Smoking misconceptions

As smoking is addictive, it takes a lot of effort to quit. Here are some common beliefs that hinder its cessation:

  1. Quitting requires willpower
    • Quitting is a question of sincerity and motivation. One should be aspired to quit smoking via his/her own desire instead of using an external inspirational source like pleasing someone or saving money as a reason.
  2. Quitting smoking means gaining weight
    • Nicotine suppresses our appetite. Without nicotine, appetite increases and hence, there will be weight gain. Among quitters, on average, females gain 2.8kg; while men gain 3.2kg. However, not all quitters put on weight. Therefore, smokers are advised to develop a plan to stop smoking gradually so that any frustration about weight gain can be addressed properly.
  3. Quitting smoking disrupts mood
    • It does leads to irritability but it is short term so perseverance is the key
  4. Smoking calms the nerves and reduces stress
    • Nicotine is a mental stimulant. It is similar to cocaine but milder. Nicotine keeps one alert and awake but it is not a psychoactive drug. Additionally, smoking has vasoconstrictive properties worse than that of alcohol.
  5. Smoking 20 cigarettes is twice as bad as smoking 10
    • Instead of the number of cigarettes, the biggest factor is the duration of smoking exposure. Nicotine replacement products help to reduce this exposure time.

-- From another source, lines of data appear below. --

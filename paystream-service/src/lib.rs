// Copyright (c) James Kassemi, SC, US. All rights reserved.

//! Orchestration layer for the pay-per-second dashboard core.
//!
//! [`PayStreamService`] wires the advisory [`StreamRegistry`] to the
//! authoritative [`LedgerGateway`] and the connected wallet. Reconciliation
//! is one-way: local state may be read for display, but withdraw/stop only
//! touch it after the ledger reports success. A failed gateway call leaves
//! the registry exactly as it was.

pub mod config;
pub mod driver;

pub use config::ServiceConfig;
pub use driver::{DriverHandle, ObserverDriver};

use std::sync::Arc;

use chrono::Utc;
use ledger_gateway::{LedgerError, LedgerGateway, TxReceipt, WalletProvider};
use log::info;
use stream_registry::{
    RegistryError, Stream, StreamId, StreamParams, StreamRegistry, StreamSnapshot,
};
use thiserror::Error;

#[derive(Debug, Error)]
pub enum ServiceError {
    #[error(transparent)]
    Registry(#[from] RegistryError),
    #[error("ledger {action} failed for stream {id}: {source}")]
    Ledger {
        id: StreamId,
        action: &'static str,
        #[source]
        source: LedgerError,
    },
    #[error("{action} for stream {id} requires a connected wallet")]
    WalletDisconnected { id: StreamId, action: &'static str },
    #[error("wallet {address} is not authorized to {action} stream {id}")]
    NotAuthorized {
        id: StreamId,
        action: &'static str,
        address: String,
    },
}

/// Result of a confirmed withdrawal submission.
#[derive(Debug, Clone)]
pub struct WithdrawOutcome {
    pub receipt: TxReceipt,
    /// Claimable value recorded as withdrawn, mirroring what the ledger
    /// moves. Withdrawals never change the stream's lifecycle state.
    pub amount: f64,
    pub stream: Stream,
}

/// Result of a confirmed on-chain stop.
#[derive(Debug, Clone)]
pub struct StopOutcome {
    pub receipt: TxReceipt,
    pub stream: Stream,
}

pub struct PayStreamService<G, W> {
    registry: Arc<StreamRegistry>,
    gateway: Arc<G>,
    wallet: W,
}

impl<G, W> PayStreamService<G, W>
where
    G: LedgerGateway,
    W: WalletProvider,
{
    pub fn new(registry: Arc<StreamRegistry>, gateway: Arc<G>, wallet: W) -> Self {
        Self {
            registry,
            gateway,
            wallet,
        }
    }

    pub fn registry(&self) -> &Arc<StreamRegistry> {
        &self.registry
    }

    /// Starts a stream from the connected wallet to `receiver`.
    pub fn create_stream(
        &self,
        id: StreamId,
        receiver: impl Into<String>,
        rate_per_sec: f64,
        deposit: f64,
    ) -> Result<Stream, ServiceError> {
        let sender = self
            .wallet
            .connected_address()
            .ok_or(ServiceError::WalletDisconnected {
                id,
                action: "create",
            })?;
        let params = StreamParams {
            id,
            sender,
            receiver: receiver.into(),
            rate_per_sec,
            deposit,
        };
        Ok(self.registry.create_stream(params, Utc::now())?)
    }

    pub fn observe(&self, id: StreamId) -> Result<StreamSnapshot, ServiceError> {
        Ok(self.registry.observe(id, Utc::now())?)
    }

    pub fn observe_all(&self) -> Vec<StreamSnapshot> {
        self.registry.observe_all(Utc::now())
    }

    /// Local-only cancellation (the dashboard cancel button). The on-chain
    /// stream is unaffected; use [`stop`](Self::stop) to halt it for real.
    pub fn cancel(&self, id: StreamId) -> Result<Stream, ServiceError> {
        Ok(self.registry.cancel(id)?)
    }

    /// Submits a withdrawal for the stream's claimable value.
    ///
    /// The unknown-id check runs before any gateway call. On success the
    /// claimable amount is recorded as withdrawn; state never changes.
    pub async fn withdraw(&self, id: StreamId) -> Result<WithdrawOutcome, ServiceError> {
        let stream = self
            .registry
            .get(id)
            .ok_or(RegistryError::NotFound { id })?;
        let address = self
            .wallet
            .connected_address()
            .ok_or(ServiceError::WalletDisconnected {
                id,
                action: "withdraw",
            })?;
        if address != stream.sender && address != stream.receiver {
            return Err(ServiceError::NotAuthorized {
                id,
                action: "withdraw",
                address,
            });
        }

        let snapshot = self.registry.observe(id, Utc::now())?;
        let amount = (snapshot.accrued - snapshot.withdrawn).max(0.0);
        let receipt = self
            .gateway
            .withdraw(id)
            .await
            .map_err(|source| ServiceError::Ledger {
                id,
                action: "withdraw",
                source,
            })?;
        let stream = self.registry.record_withdrawal(id, amount)?;
        info!(
            "stream {id}: withdrew {amount} (tx {})",
            receipt.tx_hash
        );
        Ok(WithdrawOutcome {
            receipt,
            amount,
            stream,
        })
    }

    /// Stops the stream on-chain, then mirrors the result locally.
    ///
    /// The local transition happens only after the ledger accepted the stop;
    /// a gateway failure leaves the registry untouched.
    pub async fn stop(&self, id: StreamId) -> Result<StopOutcome, ServiceError> {
        let stream = self
            .registry
            .get(id)
            .ok_or(RegistryError::NotFound { id })?;
        let address = self
            .wallet
            .connected_address()
            .ok_or(ServiceError::WalletDisconnected { id, action: "stop" })?;
        if address != stream.sender {
            return Err(ServiceError::NotAuthorized {
                id,
                action: "stop",
                address,
            });
        }
        if stream.state.is_terminal() {
            return Err(RegistryError::InvalidState {
                id,
                state: stream.state,
            }
            .into());
        }

        let receipt = self
            .gateway
            .stop_stream(id)
            .await
            .map_err(|source| ServiceError::Ledger {
                id,
                action: "stop",
                source,
            })?;
        // Mirror on-chain reality; a concurrent local transition already
        // agrees with the ledger, so it is not an error here.
        let stream = match self.registry.cancel(id) {
            Ok(stream) => stream,
            Err(RegistryError::InvalidState { .. }) => self
                .registry
                .get(id)
                .ok_or(RegistryError::NotFound { id })?,
            Err(err) => return Err(err.into()),
        };
        info!("stream {id}: stopped on-chain (tx {})", receipt.tx_hash);
        Ok(StopOutcome { receipt, stream })
    }
}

Ultimately, a successful cessation requires psychological, behavioural and pharmaceutical interventions. For more information, visit The Star's website.

 

Ecstasy - potential a treatment for PTSD

A clinical trial on the efficacy of ecstasy in treating post traumatic stress disorder (PTSD) has entered into its third and final stage before it is submitted for approval as a prescription drug in the US.

Most of the subjects in the second trial phase were army veterans. Many experienced dramatic improvement after taking ecstasy together with three eight-hour sessions of psychotherapy.

MDMA, the active component in ecstasy, is short for methylenedioxmethamphetamine. MDMA causes a large release of serotonin in the brain, a hormone that regulates sleep, mood and appetite.

The third stage will involve at least 230 patients, with the trial funded by the non-profit Multidisciplinary Association of Psychedelic Studies which has been advocating the use of illegal drugs in medicine since 1985.

 
 

In a nutshell, what we once thought was benign, like gut bacteria, may end up causing serious problems like Parkison's disease, while commonly abused drugs might be used therapeutically instead, such as using ecstasy in PTSD patients. Also apparently bags of salads are unhealthy now? This goes on to show how research can challenge common preconceptions. However, there is still evidence that smoking is harmful and should be stopped, albeit carefully to avoid negative effects. If in doubt, consult your local GP.